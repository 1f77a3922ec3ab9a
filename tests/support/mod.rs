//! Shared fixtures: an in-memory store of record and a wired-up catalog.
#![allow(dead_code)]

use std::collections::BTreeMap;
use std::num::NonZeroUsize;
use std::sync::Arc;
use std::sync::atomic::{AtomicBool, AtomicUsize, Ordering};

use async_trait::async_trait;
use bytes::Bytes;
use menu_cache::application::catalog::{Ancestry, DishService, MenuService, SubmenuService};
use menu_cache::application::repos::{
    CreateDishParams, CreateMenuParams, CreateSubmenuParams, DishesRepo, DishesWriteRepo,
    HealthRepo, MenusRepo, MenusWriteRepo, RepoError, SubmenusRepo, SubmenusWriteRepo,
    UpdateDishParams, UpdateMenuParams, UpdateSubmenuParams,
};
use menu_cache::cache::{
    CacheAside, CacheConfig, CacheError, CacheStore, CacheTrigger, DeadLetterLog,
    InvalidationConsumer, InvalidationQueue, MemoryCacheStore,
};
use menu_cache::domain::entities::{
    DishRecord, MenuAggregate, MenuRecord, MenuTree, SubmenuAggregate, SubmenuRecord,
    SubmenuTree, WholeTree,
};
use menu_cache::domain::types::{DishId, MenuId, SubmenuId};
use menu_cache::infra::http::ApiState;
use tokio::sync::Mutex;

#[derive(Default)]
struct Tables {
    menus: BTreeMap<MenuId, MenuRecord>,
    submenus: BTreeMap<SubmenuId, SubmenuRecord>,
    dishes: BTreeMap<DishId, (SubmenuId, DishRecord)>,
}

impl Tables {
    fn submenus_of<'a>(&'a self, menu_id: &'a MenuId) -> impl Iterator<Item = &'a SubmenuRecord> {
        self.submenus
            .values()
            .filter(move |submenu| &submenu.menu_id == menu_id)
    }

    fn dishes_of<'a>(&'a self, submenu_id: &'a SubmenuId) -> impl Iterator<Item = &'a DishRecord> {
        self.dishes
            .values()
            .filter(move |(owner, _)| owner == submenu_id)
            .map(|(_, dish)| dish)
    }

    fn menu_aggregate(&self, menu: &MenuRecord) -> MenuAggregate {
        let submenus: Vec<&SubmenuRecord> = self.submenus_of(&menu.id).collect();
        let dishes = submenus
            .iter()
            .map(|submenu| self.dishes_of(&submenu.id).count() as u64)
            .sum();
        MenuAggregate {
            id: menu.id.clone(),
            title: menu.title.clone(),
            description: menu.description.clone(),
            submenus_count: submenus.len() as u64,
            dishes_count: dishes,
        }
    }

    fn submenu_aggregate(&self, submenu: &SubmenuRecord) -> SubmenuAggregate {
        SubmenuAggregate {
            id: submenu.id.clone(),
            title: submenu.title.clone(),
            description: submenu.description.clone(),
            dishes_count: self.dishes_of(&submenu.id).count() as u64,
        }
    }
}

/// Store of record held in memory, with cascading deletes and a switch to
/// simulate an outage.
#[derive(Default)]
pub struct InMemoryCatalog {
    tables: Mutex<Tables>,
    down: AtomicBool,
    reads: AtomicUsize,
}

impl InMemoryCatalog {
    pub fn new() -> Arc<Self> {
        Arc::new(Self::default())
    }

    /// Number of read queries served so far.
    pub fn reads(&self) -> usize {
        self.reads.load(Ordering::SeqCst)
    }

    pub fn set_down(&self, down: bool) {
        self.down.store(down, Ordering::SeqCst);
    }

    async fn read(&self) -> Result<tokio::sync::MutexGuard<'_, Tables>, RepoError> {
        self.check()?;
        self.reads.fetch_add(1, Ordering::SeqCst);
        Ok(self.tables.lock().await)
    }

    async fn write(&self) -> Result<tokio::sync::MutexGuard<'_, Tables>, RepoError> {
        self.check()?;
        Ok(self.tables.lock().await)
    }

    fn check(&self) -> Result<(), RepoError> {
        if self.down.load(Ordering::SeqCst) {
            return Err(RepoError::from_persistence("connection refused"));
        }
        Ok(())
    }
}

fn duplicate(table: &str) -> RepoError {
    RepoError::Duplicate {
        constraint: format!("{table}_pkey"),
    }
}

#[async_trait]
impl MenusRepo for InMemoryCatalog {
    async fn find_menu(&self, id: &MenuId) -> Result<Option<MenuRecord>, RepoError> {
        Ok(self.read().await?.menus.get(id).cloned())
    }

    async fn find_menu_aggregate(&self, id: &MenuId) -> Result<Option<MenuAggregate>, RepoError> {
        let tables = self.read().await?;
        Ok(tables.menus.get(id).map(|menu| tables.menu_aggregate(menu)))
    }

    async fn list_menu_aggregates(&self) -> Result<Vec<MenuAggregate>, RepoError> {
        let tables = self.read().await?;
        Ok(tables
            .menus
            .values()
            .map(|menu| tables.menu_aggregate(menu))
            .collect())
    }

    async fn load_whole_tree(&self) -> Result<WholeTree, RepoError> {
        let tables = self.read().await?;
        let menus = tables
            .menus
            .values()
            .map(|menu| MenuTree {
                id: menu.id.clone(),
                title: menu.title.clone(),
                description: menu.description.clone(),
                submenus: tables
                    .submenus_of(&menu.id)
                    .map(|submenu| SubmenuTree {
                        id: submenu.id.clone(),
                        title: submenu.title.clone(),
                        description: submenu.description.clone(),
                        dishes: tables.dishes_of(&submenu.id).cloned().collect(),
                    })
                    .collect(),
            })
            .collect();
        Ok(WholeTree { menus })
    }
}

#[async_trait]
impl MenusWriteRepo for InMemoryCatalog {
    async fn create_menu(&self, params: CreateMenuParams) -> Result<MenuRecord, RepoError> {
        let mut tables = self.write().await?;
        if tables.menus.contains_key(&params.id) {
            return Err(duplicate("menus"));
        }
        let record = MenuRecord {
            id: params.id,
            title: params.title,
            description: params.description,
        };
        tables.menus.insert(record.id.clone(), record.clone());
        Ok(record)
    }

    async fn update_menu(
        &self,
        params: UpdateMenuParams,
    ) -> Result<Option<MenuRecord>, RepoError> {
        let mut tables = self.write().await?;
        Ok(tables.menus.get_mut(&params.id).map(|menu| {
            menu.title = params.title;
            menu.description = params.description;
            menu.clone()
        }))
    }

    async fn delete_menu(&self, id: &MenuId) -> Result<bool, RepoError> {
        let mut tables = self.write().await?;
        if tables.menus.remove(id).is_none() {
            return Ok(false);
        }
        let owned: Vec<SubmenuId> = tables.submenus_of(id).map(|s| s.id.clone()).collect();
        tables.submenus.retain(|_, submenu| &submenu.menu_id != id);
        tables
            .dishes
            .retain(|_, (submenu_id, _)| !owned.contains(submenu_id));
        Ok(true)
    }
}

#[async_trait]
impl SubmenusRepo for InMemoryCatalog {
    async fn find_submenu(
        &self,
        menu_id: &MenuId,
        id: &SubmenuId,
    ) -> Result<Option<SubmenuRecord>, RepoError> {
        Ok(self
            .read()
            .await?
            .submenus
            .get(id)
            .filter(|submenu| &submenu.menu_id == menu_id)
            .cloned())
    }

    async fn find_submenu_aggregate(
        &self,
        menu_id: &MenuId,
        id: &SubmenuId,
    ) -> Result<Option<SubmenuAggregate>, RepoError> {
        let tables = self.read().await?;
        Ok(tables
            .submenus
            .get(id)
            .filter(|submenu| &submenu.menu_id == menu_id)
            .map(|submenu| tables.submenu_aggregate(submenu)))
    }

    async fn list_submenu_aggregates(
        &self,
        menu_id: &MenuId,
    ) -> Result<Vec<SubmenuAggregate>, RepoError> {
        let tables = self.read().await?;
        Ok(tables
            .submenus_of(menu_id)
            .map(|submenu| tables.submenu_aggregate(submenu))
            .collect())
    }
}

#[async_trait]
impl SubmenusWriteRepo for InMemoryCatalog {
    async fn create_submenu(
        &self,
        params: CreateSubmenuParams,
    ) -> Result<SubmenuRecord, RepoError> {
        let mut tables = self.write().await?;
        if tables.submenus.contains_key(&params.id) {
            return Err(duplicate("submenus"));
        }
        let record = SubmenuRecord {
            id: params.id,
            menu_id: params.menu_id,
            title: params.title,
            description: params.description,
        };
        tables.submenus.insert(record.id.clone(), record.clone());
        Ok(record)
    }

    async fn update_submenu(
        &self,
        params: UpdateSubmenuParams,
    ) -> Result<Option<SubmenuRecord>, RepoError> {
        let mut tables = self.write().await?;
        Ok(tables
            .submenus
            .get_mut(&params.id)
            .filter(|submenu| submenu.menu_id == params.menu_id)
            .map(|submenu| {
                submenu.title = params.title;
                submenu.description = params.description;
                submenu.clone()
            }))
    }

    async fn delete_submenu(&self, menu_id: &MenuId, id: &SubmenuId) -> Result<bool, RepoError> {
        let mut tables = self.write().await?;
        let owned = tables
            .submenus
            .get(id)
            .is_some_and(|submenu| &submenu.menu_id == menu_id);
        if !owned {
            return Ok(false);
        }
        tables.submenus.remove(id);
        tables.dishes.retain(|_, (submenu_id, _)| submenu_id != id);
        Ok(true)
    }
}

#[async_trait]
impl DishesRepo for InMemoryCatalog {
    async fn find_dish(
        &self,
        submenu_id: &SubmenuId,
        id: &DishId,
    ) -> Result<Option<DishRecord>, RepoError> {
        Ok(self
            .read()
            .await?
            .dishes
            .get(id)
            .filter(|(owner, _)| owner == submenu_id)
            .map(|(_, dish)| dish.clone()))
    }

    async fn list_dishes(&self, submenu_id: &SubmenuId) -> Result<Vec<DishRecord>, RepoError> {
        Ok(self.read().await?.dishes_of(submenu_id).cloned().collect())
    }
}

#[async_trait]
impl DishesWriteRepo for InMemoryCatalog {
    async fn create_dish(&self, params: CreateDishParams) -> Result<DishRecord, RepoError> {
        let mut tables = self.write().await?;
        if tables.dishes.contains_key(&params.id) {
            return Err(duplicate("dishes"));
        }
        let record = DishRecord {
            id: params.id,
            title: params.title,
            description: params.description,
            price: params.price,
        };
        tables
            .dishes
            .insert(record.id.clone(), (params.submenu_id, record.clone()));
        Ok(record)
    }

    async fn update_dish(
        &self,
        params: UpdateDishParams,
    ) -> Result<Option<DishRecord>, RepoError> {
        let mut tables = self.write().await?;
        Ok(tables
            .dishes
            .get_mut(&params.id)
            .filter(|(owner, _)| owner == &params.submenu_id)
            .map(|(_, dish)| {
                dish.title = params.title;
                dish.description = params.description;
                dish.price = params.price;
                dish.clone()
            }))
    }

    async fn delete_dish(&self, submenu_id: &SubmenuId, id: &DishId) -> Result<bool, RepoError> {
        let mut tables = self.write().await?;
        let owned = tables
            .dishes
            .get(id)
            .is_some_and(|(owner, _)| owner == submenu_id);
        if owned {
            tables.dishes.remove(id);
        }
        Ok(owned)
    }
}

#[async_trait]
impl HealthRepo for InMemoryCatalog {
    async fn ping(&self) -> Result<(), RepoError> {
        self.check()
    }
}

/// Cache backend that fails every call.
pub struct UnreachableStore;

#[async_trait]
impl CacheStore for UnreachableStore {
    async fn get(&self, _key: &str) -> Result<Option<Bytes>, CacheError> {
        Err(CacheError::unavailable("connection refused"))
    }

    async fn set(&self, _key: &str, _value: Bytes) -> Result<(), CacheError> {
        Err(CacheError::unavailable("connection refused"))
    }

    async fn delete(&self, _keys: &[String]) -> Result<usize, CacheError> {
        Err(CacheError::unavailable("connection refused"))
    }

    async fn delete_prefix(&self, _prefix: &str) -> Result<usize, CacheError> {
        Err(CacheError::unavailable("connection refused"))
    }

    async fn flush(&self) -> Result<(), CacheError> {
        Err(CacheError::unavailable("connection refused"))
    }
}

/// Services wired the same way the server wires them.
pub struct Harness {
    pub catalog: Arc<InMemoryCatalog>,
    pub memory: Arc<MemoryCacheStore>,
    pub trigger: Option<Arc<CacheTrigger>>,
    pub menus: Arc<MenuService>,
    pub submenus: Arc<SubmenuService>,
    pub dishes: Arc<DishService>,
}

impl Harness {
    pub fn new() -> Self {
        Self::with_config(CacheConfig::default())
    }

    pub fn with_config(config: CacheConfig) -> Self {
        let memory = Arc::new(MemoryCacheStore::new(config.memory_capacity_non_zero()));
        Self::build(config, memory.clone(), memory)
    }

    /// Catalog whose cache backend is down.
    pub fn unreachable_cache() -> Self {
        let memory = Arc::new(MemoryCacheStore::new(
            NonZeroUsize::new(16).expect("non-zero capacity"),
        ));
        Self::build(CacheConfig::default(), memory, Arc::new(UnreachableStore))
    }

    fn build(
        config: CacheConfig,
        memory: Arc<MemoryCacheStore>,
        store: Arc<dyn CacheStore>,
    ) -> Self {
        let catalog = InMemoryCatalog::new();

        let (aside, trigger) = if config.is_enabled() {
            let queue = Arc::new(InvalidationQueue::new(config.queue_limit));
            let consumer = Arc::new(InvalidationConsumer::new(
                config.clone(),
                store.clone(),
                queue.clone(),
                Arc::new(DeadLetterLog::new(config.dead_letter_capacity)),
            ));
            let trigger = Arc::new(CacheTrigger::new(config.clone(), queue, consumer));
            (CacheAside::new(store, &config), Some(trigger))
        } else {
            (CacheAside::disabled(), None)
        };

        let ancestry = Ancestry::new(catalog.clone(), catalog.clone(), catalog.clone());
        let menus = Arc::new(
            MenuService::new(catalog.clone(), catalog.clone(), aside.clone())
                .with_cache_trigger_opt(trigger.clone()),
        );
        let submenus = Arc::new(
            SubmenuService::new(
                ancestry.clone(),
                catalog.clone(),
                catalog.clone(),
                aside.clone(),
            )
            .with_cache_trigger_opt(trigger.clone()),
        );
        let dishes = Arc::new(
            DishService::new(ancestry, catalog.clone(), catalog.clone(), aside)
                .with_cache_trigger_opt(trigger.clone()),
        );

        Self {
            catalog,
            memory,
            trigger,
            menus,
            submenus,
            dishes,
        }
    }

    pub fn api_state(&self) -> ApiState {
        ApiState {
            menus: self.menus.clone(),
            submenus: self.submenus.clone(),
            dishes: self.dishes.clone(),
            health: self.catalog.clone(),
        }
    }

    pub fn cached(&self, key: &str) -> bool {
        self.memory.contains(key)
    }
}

Problem —
Transcribe verbatim. Cover the lines from the first line of the entries above to the line containing "use async_trait::async_trait;", inclusive.

Written response —
repository 1f77a3922ec3ab9a
filename tests/support/mod.rs
//! Shared fixtures: an in-memory store of record and a wired-up catalog.
#![allow(dead_code)]

use std::collections::BTreeMap;
use std::num::NonZeroUsize;
use std::sync::Arc;
use std::sync::atomic::{AtomicBool, AtomicUsize, Ordering};

use async_trait::async_trait;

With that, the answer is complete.